A quel âge commencent les concours de bateaux ? C’est la question que je me suis posée hier en observant l’action qui se déroulait dans un petit bassin, triomphant entre un monument aux morts et un stand de barbe à papa, sur la grande place d’une ville moyenne.
Vers 15h45, un premier duo père-fils fait son entrée. L’enfant, qui semble avoir entre 3 et 6 ans, dépose un catamaran miniature sous le regard fier de cet adulte qui l’encourage. Le vent s’engouffre dans les voiles du jouet, le petit garçon fait le tour du bassin en courant pour rattraper son navire de l’autre côté. Puis, deux autres enfants, en marinière, entrent en scène. Sans la délicatesse du premier, ils balancent un yacht télécommandé au milieu de l’ovale en béton. La version Polly Pocket de cet artéfact pour milliardaires fait de la houle et le bruit d’un scooter débridé.

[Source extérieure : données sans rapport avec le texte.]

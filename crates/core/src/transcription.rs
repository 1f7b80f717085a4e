use serde_json::{Map, Value, json};
use tracing::{debug, info};

use crate::{
    config::Settings,
    error::{Result, TubenoteError},
    format::{format_count, format_timestamp},
    metadata::{MetadataSource, YtDlp},
    provider::Provider,
    types::{SummaryModeKind, TranscriptionRecord, VideoMetadata},
};

const DESCRIPTION_PREVIEW_CHARS: usize = 500;

/// Produces a transcription record for a video URL.
pub trait Transcribe {
    async fn transcribe(&self, video_url: &str) -> Result<TranscriptionRecord>;
}

/// Free-text completion from a generative model.
pub trait TextGenerator {
    async fn generate(&self, prompt: &str) -> Result<String>;
}

/// OpenAI-compatible `chat/completions` client.
pub struct ChatCompletionsClient {
    http: reqwest::Client,
    provider: Provider,
    api_key: String,
    model: String,
    temperature: f32,
}

impl ChatCompletionsClient {
    pub fn new(provider: Provider, api_key: String, model: impl Into<String>) -> Self {
        Self {
            http: reqwest::Client::new(),
            provider,
            api_key,
            model: model.into(),
            temperature: 0.3,
        }
    }
}

impl TextGenerator for ChatCompletionsClient {
    async fn generate(&self, prompt: &str) -> Result<String> {
        let config = self.provider.config();
        let provider_name = self.provider.name();

        debug!(provider = provider_name, model = %self.model, "requesting completion");
        let response = self
            .http
            .post(config.api_url)
            .header("Content-Type", "application/json")
            .header("Authorization", format!("Bearer {}", self.api_key))
            .json(&json!({
                "model": self.model,
                "messages": [
                    {
                        "role": "system",
                        "content": SYSTEM_PROMPT,
                    },
                    {
                        "role": "user",
                        "content": prompt,
                    },
                ],
                "temperature": self.temperature,
            }))
            .send()
            .await
            .map_err(|e| TubenoteError::from_reqwest(provider_name, e))?;

        let status = response.status();
        if !status.is_success() {
            let body = response.text().await.unwrap_or_default();
            return Err(TubenoteError::Status {
                provider: provider_name,
                status: status.as_u16(),
                body: body.chars().take(300).collect(),
            });
        }

        let payload = response
            .json::<Value>()
            .await
            .map_err(|e| TubenoteError::from_reqwest(provider_name, e))?;

        completion_text(&payload, provider_name)
    }
}

/// Pull `choices[0].message.content` out of a chat-completions response.
pub fn completion_text(payload: &Value, provider: &'static str) -> Result<String> {
    payload["choices"][0]["message"]["content"]
        .as_str()
        .map(|s| s.trim().to_string())
        .filter(|s| !s.is_empty())
        .ok_or_else(|| TubenoteError::MalformedPayload {
            provider,
            reason: "response has no choices[0].message.content".to_string(),
        })
}

/// Metadata-only summary used when no generative credential is configured.
#[derive(Debug, Clone)]
pub struct DegradedSummaryMode {
    missing_env_var: String,
}

impl DegradedSummaryMode {
    pub fn new(missing_env_var: impl Into<String>) -> Self {
        Self {
            missing_env_var: missing_env_var.into(),
        }
    }

    pub fn render(&self, metadata: &VideoMetadata) -> String {
        let mut out = String::new();
        out.push_str(&format!("Title: {}\n", metadata.title));
        out.push_str(&format!("Channel: {}\n", metadata.channel));
        out.push_str(&format!(
            "Duration: {}\n",
            metadata
                .duration_seconds
                .map(format_timestamp)
                .unwrap_or_else(|| "unknown".to_string())
        ));
        if let Some(views) = metadata.view_count {
            out.push_str(&format!("Views: {}\n", format_count(views)));
        }
        if let Some(date) = &metadata.upload_date {
            out.push_str(&format!("Uploaded: {date}\n"));
        }

        out.push_str("\nDescription:\n");
        let description = metadata.description.trim();
        if description.is_empty() {
            out.push_str("(no description provided)\n");
        } else {
            out.push_str(description);
            out.push('\n');
        }

        out.push_str(&format!(
            "\nNote: AI summarization is unavailable ({} is not set). \
             This summary was built from video metadata only.",
            self.missing_env_var
        ));
        out
    }
}

pub enum SummaryMode<G> {
    Generative(G),
    Degraded(DegradedSummaryMode),
}

impl<G> SummaryMode<G> {
    pub fn kind(&self) -> SummaryModeKind {
        match self {
            SummaryMode::Generative(_) => SummaryModeKind::Generative,
            SummaryMode::Degraded(_) => SummaryModeKind::Degraded,
        }
    }
}

pub struct TranscriptionClient<M = YtDlp, G = ChatCompletionsClient> {
    metadata: M,
    mode: SummaryMode<G>,
}

impl TranscriptionClient {
    /// yt-dlp metadata plus the configured provider, or degraded mode when
    /// the provider's key is absent.
    pub fn from_settings(settings: &Settings) -> Self {
        let mode = match &settings.generative_api_key {
            Some(key) => SummaryMode::Generative(ChatCompletionsClient::new(
                settings.provider,
                key.clone(),
                settings.model(),
            )),
            None => SummaryMode::Degraded(DegradedSummaryMode::new(
                settings.provider.config().env_var,
            )),
        };
        Self::new(YtDlp::default(), mode)
    }
}

impl<M, G> TranscriptionClient<M, G> {
    pub fn new(metadata: M, mode: SummaryMode<G>) -> Self {
        Self { metadata, mode }
    }

    pub fn mode(&self) -> SummaryModeKind {
        self.mode.kind()
    }

    pub fn metadata_source(&self) -> &M {
        &self.metadata
    }
}

impl<M: MetadataSource, G: TextGenerator> Transcribe for TranscriptionClient<M, G> {
    async fn transcribe(&self, video_url: &str) -> Result<TranscriptionRecord> {
        let metadata = self.metadata.fetch(video_url).await?;
        info!(title = %metadata.title, mode = self.mode.kind().as_str(), "fetched video metadata");

        let transcription = match &self.mode {
            SummaryMode::Generative(generator) => {
                generator.generate(&build_prompt(&metadata)).await?
            }
            SummaryMode::Degraded(degraded) => degraded.render(&metadata),
        };

        Ok(TranscriptionRecord {
            transcription,
            video_title: metadata.title.clone(),
            video_url: video_url.to_string(),
            raw_data: raw_data(&metadata, self.mode.kind()),
            main_content: None,
            mode: self.mode.kind(),
        })
    }
}

const SYSTEM_PROMPT: &str = "You summarize YouTube videos from their metadata, description and \
subtitles. Be faithful to the source and do not invent content that is not supported by it.";

pub fn build_prompt(metadata: &VideoMetadata) -> String {
    let duration = metadata
        .duration_seconds
        .map(format_timestamp)
        .unwrap_or_else(|| "unknown".to_string());
    let subtitles = metadata
        .subtitles
        .as_deref()
        .unwrap_or("(no subtitles available)");

    format!(
        r#"Please provide a detailed transcription and summary of this video content:

Video Title: {title}
Channel: {channel}
Duration: {duration}
Upload date: {uploaded}

Video Description:
{description}

Transcript/Subtitles:
{subtitles}

Provide:
1. Complete transcription (if available)
2. Key points summary
3. Timestamps for important sections (if possible)
4. A section headed "Main takeaways:" with the most important insights, followed by a blank line"#,
        title = metadata.title,
        channel = metadata.channel,
        uploaded = metadata.upload_date.as_deref().unwrap_or("unknown"),
        description = metadata.description.trim(),
    )
}

fn raw_data(metadata: &VideoMetadata, mode: SummaryModeKind) -> Map<String, Value> {
    let description = if metadata.description.chars().count() > DESCRIPTION_PREVIEW_CHARS {
        let preview: String = metadata
            .description
            .chars()
            .take(DESCRIPTION_PREVIEW_CHARS)
            .collect();
        format!("{preview}...")
    } else {
        metadata.description.clone()
    };

    let mut data = Map::new();
    data.insert("description".into(), json!(description));
    data.insert(
        "subtitles_available".into(),
        json!(metadata.subtitles.is_some()),
    );
    data.insert("channel".into(), json!(metadata.channel));
    data.insert("duration_seconds".into(), json!(metadata.duration_seconds));
    data.insert("view_count".into(), json!(metadata.view_count));
    data.insert("upload_date".into(), json!(metadata.upload_date));
    data.insert("categories".into(), json!(metadata.categories));
    data.insert("summary_mode".into(), json!(mode.as_str()));
    data
}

Le premier petit garçon n’est plus fier, il est submergé par la jalousie (Instagram n’a rien inventé). Incapable de revenir à sa réalité, il plante dans le granit la coque en bois de son engin, sans quitter des yeux celui de ses voisins. Le père tente mollement de remporter cette bataille perdue d’avance : « Regarde, ton bateau, comme il avance… » Il se maudit, maintenant, d’être ce bobo qui n’achète que du bois. Les propriétaires du yacht s’en rendent compte. Du haut de leurs trois pommes, ils jubilent. Le petit garçon au catamaran, lui, ne tient plus. Honteux de son jouet vintage qui subit les caprices du vent et n’a pas l’option marche arrière, il baisse la tête et s’en va. Lui succède alors dans l’arène aquatique un bolide au bec affûté, peinture chromée comme dans un James Bond.
Le yacht et la flèche noire se tournent désormais autour dans une fiévreuse natation synchronisée passive-agressive. Puis, une petite fille qui passe par là trempe dans l’eau une feuille de chêne. « C’est interdit ! », lui aboient dessus les propriétaires de bateaux.
Il y a dans ce bassin un cours de géopolitique, une leçon de philosophie et un bon vieux concours de bateaux. Il semblerait qu’il n’y ait pas d’âge pour voir des masculinités, même naissantes, s’affronter à la manière d’un match de MMA (finalement avorté) entre Elon Musk et Mark Zuckerberg.